Goldfinger singles chronology
|  | "Here in Your Bedroom" (1996) | "Mable" (1996) |

= Here in Your Bedroom =

"Here in Your Bedroom" is a song by the American punk rock band Goldfinger. It was released in 1996 on Mojo Records as their debut single from their self-titled debut studio album. The song is based on the band's frontman, John Feldmann, and a brief relationship he had with a woman. The song was the band's biggest chart success, peaking at number five on Billboards Modern Rock Tracks in the United States. It also peaked at number 11 on RPMs Alternative 30 in Canada, and at number 47 on Billboards Hot 100 Airplay chart.

==Background==
"Here in Your Bedroom" was based on Goldfinger frontman John Feldmann's personal experiences. He was working at a store selling shoes, and he had a crush on a woman working in the dress department for over eight months. "'Here in Your Bedroom' is all about those wacky emotions that a sensitive guy like me gets at a time like that. When we were in her room, there was nothing else going on in the world but me and her," he told Billboard when the song achieved success. He noted that the experience was beneficial as a songwriter, as he gained three new songs from it. They first got together on New Year's 1995:

This girl and I hung out and we hooked up and I was up all night hanging out with this girl. I didn't sleep at all. I woke up right before my sister got there at 10 in the morning. I wrote "Here In Your Bedroom" from like 9AM to 9:08. It took me eight minutes to write the whole song. It was inspired by all this passion and pent-up crush energy and I wrote that song about this girl and about the next day—"Will you still feel the same?" [...] I wrote it all immediately. I knew it was going to be a ska verse and a pop-punk chorus. I knew everything, it all came clearly.

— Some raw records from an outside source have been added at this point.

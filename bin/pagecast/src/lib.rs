//! Pagecast CLI Library
//!
//! Command implementations for the `pagecast` binary, exposed as a library
//! so they can be driven from tests and other tools.
//!
//! # Modules
//!
//! - [`cmd`] - Command implementations (build, publish, all)
//!
//! # Example
//!
//! ```no_run
//! use std::path::Path;
//!
//! use pagecast::cmd;
//!
//! # async fn example() -> color_eyre::eyre::Result<()> {
//! cmd::build::run(
//!     Path::new("pagecast.toml"),
//!     Path::new("topics.csv"),
//!     Path::new("site"),
//!     Path::new("posts.jsonl"),
//!     None,
//! )
//! .await?;
//! # Ok(())
//! # }
//! ```

pub mod cmd;

// Re-export core types for convenience
pub use pagecast_core::{PostRecord, Settings};
pub use pagecast_generator::{BuildReport, Builder};
pub use pagecast_publisher::{PublishStats, Publisher};

/// Initialize tracing with the specified verbosity level.
///
/// # Arguments
///
/// * `verbose` - Verbosity level (0 = WARN, 1 = INFO, 2 = DEBUG, 3+ = TRACE)
pub fn init_tracing(verbose: u8) {
    use tracing_subscriber::{layer::SubscriberExt, util::SubscriberInitExt};

    let level = match verbose {
        0 => tracing::Level::WARN,
        1 => tracing::Level::INFO,
        2 => tracing::Level::DEBUG,
        _ => tracing::Level::TRACE,
    };

    tracing_subscriber::registry()
        .with(tracing_subscriber::fmt::layer())
        .with(tracing_subscriber::EnvFilter::from_default_env().add_directive(level.into()))
        .init();
}
//! Robots.txt generation.

use std::{fs::File, io::Write, path::Path};

use thiserror::Error;
use tracing::info;

/// Robots generation errors.
#[derive(Debug, Error)]
pub enum RobotsError {
    /// IO error.
    #[error("IO error: {0}")]
    Io(#[from] std::io::Error),
}

/// Result type for robots generation.
pub type Result<T> = std::result::Result<T, RobotsError>;

/// Robots.txt generator.
#[derive(Debug)]
pub struct RobotsGenerator {
    base_url: String,
}

impl RobotsGenerator {
    /// Create a new robots generator for the site at `base_url`.
    #[must_use]
    pub fn new(base_url: impl Into<String>) -> Self {
        Self {
            base_url: base_url.into(),
        }
    }

    /// Write `robots.txt` allowing everything and pointing at the sitemap.
    pub fn generate(&self, output_dir: &Path) -> Result<()> {
        info!("generating robots.txt");

        let path = output_dir.join("robots.txt");
        let mut file = File::create(path)?;

        writeln!(file, "User-agent: *")?;
        writeln!(file, "Allow: /")?;
        writeln!(
            file,
            "Sitemap: {}/sitemap.xml",
            self.base_url.trim_end_matches('/')
        )?;

        Ok(())
    }
}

In addition, Feldmann was inspired by his visiting sister, whom he had not seen in a year. As for the girl, she quickly broke up with Feldmann and moved to Texas. Upon the song's twentieth anniversary in 2016, Feldmann called it his favorite song on the band's self-titled debut album, Goldfinger.

In 2022, the song was re-recorded for the deluxe version of Never Look Back, featuring Avril Lavigne.

==Formats and track listing==
All songs written by John Feldmann, except where noted.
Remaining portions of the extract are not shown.